2pm should be more than sufficient.


----------



## ColdRain&Snow (Dec 15, 2011)

amamba said:


> Yeah this has happened me to in NYP club acela. Or even better, the last time I gave my name to the desk and noticed that it wasn't being called but a redcap was gathering up some other pax. I thought it was for my train, and I asked the red cap, and he confirmed it. Since I only had a small tote bag and no other luggage, I just traipsed out of the lounge with the other pax to follow the redcap - who I fully intended to tip $5 to after getting to the train.
> 
> But we walk out to the escalators and he tells me that I can't go down as I am not with his group and I can go wait at the gate on the other side (he had reversed the escalator on the west side of the platform and there was a line starting to form at the east gate). *** was that about?! I guess he didn't want $5 for escorting me to the train and not even carrying my bag.


Not very customer friendly. I observed a few other unpleasantries conferred upon passengers by NYP Amtrak employees this morning. Despite walking up to her counter with a totally calm and positive attitude, I myself was treated quite rudely by one of the ticket agents who looked beyond exasperated that I had the audacity to seek the assistance of a ticketing agent for a simple ticketing matter. And it isn't even being treated with sheer hostility for absolutely no reason that pisses me off. It's the fact that I am an active supporter of and advocate for Amtrak who spent many hours this year writing to committees, Super Committees, representatives, senators, and the POTUS to articulate arguments in favor of investing in Amtrak rather than dismantling it as some threatened to pursue.
And then this morning I see some of NYP's Amtrak employees treating passengers with an overtly customer-be-damned attitude. Their tone deafness baffles me.

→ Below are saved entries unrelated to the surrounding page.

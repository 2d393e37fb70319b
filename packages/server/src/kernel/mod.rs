//! Kernel module - server infrastructure and dependencies.

pub mod deps;
pub mod hospital_directory;
pub mod route_client;
pub mod store;
pub mod stream_hub;
pub mod test_dependencies;
pub mod traits;

pub use deps::DispatchDeps;
pub use hospital_directory::InMemoryHospitalDirectory;
pub use route_client::OpenRouteServiceClient;
pub use store::{InMemoryDispatchStore, PostgresDispatchStore};
pub use stream_hub::StreamHub;
pub use test_dependencies::TestDependencies;
pub use traits::*;
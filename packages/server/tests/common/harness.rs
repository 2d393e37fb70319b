//! Test harness with testcontainers for the Postgres store.
//!
//! The container is started once and shared by every test in the binary;
//! migrations run once on first use. Tests using it need Docker and are
//! marked `#[ignore]`.

use anyhow::{Context, Result};
use sqlx::PgPool;
use test_context::AsyncTestContext;
use testcontainers::runners::AsyncRunner;
use testcontainers::{ContainerAsync, ImageExt};
use testcontainers_modules::postgres::Postgres;
use tokio::sync::OnceCell;

/// Shared test infrastructure that persists across all tests.
struct SharedTestInfra {
    db_url: String,
    // Keep the container alive for the entire test run
    _postgres: ContainerAsync<Postgres>,
}

static SHARED_INFRA: OnceCell<SharedTestInfra> = OnceCell::const_new();

impl SharedTestInfra {
    async fn init() -> Result<Self> {
        // Run tests with: RUST_LOG=debug cargo test -- --ignored --nocapture
        let _ = tracing_subscriber::fmt()
            .with_env_filter(tracing_subscriber::EnvFilter::from_default_env())
            .with_test_writer()
            .try_init();

        let postgres = Postgres::default()
            .with_tag("16")
            .start()
            .await
            .context("Failed to start Postgres container")?;

        let pg_host = postgres.get_host().await?;
        let pg_port = postgres.get_host_port_ipv4(5432).await?;
        let db_url = format!(
            "postgresql://postgres:postgres@{}:{}/postgres",
            pg_host, pg_port
        );

        let pool = PgPool::connect(&db_url)
            .await
            .context("Failed to connect to Postgres for migrations")?;

        sqlx::migrate!("./migrations")
            .run(&pool)
            .await
            .context("Failed to run migrations")?;

        Ok(Self {
            db_url,
            _postgres: postgres,
        })
    }

    async fn get() -> &'static Self {
        SHARED_INFRA
            .get_or_init(|| async {
                Self::init()
                    .await
                    .expect("Failed to initialize shared test infrastructure")
            })
            .await
    }
}

/// Per-test context holding a fresh pool onto the shared database.
///
/// ```ignore
/// #[test_context(TestHarness)]
/// #[tokio::test]
/// async fn my_test(ctx: &mut TestHarness) {
///     let store = PostgresDispatchStore::new(ctx.db_pool.clone());
/// }
/// ```
pub struct TestHarness {
    pub db_pool: PgPool,
}

impl AsyncTestContext for TestHarness {
    async fn setup() -> Self {
        Self::new().await.expect("Failed to create test harness")
    }

    async fn teardown(self) {
        self.db_pool.close().await;
    }
}

impl TestHarness {
    pub async fn new() -> Result<Self> {
        let infra = SharedTestInfra::get().await;

        let db_pool = PgPool::connect(&infra.db_url)
            .await
            .context("Failed to connect to test database")?;

        Ok(Self { db_pool })
    }
}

Beyond biting the hand that feeds them, they are working directly against any of us who work hard to request that others support Amtrak. What if it was a staffer for John Mica rather than me this morning? He would have loved the abuse because it served to reinforce his conviction that Amtrak is a poorly operated soviet-style railroad. I know this problem persists in other Amtrak regions, but I was especially disappointed with what I saw on display this morning with NYP's Amtrak team.

Edit: typo.


----------



## John Bowman (Jul 15, 2014)

**** NOTE that the previous posts were made in 2011 ****

Do not trust red caps!!!! Double check!!! Put me on wrong train!!!!!


----------



## Silver Star rider (Jul 15, 2014)

When I am waiting in the lounge for the Star, I know from history, they can board me as early as 1/2 hr before official leaving time. With the Star leaving at just after 11 am, at 10:30 I am keeping a watch on the dispatch TV for gate info. While 90% of the time, the lounge agent will announce before its on the TV, the gate number and a agent walking me down, one time, they didn't.

This is just about boarding the Silver trains, others may be different.

Bruce-SSR


----------



## Dakota 400 (Jul 15, 2014)

Silver Star rider said:


> When I am waiting in the lounge for the Star, I know from history, they can board me as early as 1/2 hr before official leaving time. With the Star leaving at just after 11 am, at 10:30 I am keeping a watch on the dispatch TV for gate info. While 90% of the time, the lounge agent will announce before its on the TV, the gate number and a agent walking me down, one time, they didn't.
> 
> This is just about boarding the Silver trains, others may be different.
> 
> Bruce-SSR


This inconsistency is quite worrisome to me.


----------



## railiner (Jul 16, 2014)

AlanB said:


> 'manchacrr' said:
> 
> 
> > 5. I am staying at the Milford Plaza Hotel while in NYC. How much time should I allow to get from my hotel to Penn Station on the 6th?
> ...


The Milford Plaza is on 44th Street and Eigth Avenue....right at the north end of the 42nd Street subway station...one stop away from Penn Station. It's a bit over a half-mile walk, as an alternative to a cab...


----------